== What you will do ==
Every line of the entries below that includes "spawn" belongs in the answer, copied as written.

Supplied information Block Start

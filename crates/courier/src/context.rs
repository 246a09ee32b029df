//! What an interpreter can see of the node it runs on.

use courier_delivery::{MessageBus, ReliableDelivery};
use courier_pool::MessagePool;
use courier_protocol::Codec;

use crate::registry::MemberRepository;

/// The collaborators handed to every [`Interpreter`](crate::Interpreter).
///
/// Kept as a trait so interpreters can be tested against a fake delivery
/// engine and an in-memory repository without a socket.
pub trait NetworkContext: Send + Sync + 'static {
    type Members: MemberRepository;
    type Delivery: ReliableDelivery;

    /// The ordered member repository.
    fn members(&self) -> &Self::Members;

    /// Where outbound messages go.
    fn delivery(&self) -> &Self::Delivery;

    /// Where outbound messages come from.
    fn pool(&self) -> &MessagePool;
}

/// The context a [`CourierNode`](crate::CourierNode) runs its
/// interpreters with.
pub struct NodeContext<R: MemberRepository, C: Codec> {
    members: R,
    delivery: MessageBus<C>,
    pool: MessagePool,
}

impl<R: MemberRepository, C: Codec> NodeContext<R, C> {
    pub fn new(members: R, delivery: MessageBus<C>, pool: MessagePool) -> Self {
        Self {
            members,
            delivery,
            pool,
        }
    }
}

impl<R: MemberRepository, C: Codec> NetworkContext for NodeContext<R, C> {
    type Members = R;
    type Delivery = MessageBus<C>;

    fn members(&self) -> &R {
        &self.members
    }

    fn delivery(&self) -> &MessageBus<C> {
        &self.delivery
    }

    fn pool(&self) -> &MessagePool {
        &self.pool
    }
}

Supplied information Block End
Supplied information Block Start

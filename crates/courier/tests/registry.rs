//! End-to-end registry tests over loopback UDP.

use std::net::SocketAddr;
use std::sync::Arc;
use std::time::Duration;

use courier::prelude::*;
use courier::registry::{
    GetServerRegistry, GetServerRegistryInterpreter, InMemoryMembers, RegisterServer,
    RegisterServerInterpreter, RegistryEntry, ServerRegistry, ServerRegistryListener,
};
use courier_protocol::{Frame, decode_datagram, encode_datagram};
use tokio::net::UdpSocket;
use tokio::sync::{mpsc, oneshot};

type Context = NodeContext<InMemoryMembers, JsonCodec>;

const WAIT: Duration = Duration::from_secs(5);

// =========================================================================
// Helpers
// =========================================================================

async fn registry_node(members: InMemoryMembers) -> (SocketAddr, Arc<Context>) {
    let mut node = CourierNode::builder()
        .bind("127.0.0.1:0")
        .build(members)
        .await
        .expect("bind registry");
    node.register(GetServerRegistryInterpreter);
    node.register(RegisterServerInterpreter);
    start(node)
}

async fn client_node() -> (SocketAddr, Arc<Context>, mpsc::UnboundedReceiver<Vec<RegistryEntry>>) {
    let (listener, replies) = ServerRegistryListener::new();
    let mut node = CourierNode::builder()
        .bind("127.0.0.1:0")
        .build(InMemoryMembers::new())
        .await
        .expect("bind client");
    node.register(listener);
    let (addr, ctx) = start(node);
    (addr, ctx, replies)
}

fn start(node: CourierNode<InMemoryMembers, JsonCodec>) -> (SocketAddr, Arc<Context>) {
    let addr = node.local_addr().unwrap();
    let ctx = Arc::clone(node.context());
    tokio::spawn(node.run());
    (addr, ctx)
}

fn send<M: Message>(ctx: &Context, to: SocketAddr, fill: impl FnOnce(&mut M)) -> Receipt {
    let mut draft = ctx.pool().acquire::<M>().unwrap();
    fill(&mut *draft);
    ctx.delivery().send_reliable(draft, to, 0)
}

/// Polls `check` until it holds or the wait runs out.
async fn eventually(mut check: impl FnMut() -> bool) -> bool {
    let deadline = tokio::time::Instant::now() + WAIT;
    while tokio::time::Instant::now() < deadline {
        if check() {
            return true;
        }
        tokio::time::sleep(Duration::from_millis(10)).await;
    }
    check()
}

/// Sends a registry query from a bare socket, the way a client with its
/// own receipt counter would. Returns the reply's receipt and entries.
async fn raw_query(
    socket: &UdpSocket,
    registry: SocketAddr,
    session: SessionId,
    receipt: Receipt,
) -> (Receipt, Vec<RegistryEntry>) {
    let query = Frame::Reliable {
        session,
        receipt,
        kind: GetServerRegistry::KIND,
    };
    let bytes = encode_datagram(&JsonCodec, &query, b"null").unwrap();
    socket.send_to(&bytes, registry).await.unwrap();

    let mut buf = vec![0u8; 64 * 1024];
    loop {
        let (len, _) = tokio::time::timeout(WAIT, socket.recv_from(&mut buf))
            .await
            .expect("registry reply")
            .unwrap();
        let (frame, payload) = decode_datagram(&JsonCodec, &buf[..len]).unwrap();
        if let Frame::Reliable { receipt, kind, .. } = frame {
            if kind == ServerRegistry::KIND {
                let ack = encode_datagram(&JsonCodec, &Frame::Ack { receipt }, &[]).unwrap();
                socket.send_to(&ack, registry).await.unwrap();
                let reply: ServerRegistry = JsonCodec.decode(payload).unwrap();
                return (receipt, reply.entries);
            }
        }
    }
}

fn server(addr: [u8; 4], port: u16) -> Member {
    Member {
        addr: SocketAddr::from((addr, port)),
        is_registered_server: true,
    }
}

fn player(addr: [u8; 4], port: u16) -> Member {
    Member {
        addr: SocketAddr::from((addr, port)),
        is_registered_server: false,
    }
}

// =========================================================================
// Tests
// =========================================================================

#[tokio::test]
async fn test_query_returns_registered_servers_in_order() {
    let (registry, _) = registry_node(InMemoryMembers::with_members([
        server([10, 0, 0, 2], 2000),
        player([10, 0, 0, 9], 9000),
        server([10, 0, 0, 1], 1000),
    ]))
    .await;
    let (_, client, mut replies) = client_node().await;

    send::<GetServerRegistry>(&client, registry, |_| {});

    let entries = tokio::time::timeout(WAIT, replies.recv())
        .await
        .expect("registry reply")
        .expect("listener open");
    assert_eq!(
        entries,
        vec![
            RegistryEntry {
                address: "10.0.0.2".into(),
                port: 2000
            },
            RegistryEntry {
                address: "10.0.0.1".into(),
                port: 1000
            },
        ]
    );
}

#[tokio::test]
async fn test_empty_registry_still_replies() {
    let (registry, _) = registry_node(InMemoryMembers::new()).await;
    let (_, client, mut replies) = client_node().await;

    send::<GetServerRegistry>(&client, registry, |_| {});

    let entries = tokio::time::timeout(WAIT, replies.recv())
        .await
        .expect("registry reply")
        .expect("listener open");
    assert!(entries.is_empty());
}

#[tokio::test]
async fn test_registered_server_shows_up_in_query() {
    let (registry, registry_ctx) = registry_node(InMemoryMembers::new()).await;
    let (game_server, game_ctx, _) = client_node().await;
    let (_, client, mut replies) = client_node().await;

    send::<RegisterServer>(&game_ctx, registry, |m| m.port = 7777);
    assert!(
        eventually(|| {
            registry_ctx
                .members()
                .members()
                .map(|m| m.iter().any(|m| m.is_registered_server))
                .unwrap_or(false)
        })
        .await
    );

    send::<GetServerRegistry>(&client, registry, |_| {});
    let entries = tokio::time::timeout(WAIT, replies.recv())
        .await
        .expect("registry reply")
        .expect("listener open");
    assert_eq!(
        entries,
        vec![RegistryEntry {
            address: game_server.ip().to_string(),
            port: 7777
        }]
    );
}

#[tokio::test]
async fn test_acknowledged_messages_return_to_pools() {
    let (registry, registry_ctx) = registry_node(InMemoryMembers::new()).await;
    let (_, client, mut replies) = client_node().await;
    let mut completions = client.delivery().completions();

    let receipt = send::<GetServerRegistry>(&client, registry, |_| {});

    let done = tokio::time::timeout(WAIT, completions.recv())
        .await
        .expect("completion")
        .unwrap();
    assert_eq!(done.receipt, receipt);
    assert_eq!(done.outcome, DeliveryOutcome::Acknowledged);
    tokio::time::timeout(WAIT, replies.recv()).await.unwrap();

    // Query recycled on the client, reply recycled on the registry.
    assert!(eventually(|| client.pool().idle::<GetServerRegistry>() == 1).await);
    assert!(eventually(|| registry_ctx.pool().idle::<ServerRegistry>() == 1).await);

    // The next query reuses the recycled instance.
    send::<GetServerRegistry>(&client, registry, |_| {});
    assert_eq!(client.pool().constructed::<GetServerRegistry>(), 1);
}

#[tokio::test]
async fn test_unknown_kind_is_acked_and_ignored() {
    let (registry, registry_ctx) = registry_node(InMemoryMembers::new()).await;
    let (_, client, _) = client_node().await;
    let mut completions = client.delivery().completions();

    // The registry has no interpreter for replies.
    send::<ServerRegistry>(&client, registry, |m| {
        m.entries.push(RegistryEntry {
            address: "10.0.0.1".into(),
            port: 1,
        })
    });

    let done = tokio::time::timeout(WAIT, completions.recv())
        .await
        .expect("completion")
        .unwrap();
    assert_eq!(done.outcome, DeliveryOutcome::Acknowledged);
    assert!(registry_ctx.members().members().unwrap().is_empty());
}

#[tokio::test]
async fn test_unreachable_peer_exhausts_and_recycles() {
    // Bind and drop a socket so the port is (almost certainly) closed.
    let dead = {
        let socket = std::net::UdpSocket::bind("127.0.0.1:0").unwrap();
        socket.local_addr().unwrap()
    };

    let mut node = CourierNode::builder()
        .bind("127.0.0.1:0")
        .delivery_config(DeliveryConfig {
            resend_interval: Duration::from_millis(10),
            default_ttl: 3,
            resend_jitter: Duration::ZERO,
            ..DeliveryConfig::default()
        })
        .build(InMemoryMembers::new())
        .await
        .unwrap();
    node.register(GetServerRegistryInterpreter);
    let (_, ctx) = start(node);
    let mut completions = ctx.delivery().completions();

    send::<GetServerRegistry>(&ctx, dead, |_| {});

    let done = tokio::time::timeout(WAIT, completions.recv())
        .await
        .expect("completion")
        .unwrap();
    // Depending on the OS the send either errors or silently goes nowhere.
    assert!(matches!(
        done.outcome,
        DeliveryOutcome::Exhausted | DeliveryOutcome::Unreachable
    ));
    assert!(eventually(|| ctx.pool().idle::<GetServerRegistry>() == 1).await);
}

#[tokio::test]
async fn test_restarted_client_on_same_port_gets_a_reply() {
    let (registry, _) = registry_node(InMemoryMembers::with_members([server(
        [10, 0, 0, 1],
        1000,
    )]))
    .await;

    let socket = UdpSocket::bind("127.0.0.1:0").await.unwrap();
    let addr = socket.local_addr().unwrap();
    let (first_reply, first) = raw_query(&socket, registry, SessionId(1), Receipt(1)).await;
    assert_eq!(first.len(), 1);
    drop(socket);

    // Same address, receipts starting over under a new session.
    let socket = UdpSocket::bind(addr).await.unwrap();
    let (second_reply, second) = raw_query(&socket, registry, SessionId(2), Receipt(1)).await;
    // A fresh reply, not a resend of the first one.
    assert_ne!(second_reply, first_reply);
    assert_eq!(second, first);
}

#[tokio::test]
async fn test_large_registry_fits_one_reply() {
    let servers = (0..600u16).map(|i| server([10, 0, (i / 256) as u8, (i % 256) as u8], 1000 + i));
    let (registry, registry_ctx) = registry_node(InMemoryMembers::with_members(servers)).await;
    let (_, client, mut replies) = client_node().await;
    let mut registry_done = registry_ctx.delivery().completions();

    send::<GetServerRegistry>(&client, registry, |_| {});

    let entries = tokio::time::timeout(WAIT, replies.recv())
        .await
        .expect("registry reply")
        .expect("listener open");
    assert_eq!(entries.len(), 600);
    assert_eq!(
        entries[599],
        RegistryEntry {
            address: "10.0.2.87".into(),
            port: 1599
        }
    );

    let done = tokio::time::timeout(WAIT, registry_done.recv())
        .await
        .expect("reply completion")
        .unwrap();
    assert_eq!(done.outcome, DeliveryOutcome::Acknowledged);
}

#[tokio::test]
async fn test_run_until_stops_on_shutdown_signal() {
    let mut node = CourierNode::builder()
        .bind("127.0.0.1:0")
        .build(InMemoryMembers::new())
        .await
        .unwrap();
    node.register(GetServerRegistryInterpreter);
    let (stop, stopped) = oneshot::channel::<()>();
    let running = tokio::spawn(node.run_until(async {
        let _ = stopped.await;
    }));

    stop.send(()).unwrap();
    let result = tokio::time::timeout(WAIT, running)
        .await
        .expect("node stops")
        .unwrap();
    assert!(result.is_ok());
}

Supplied information Block End

== Task solution ==
    tokio::spawn(node.run());
    let running = tokio::spawn(node.run_until(async {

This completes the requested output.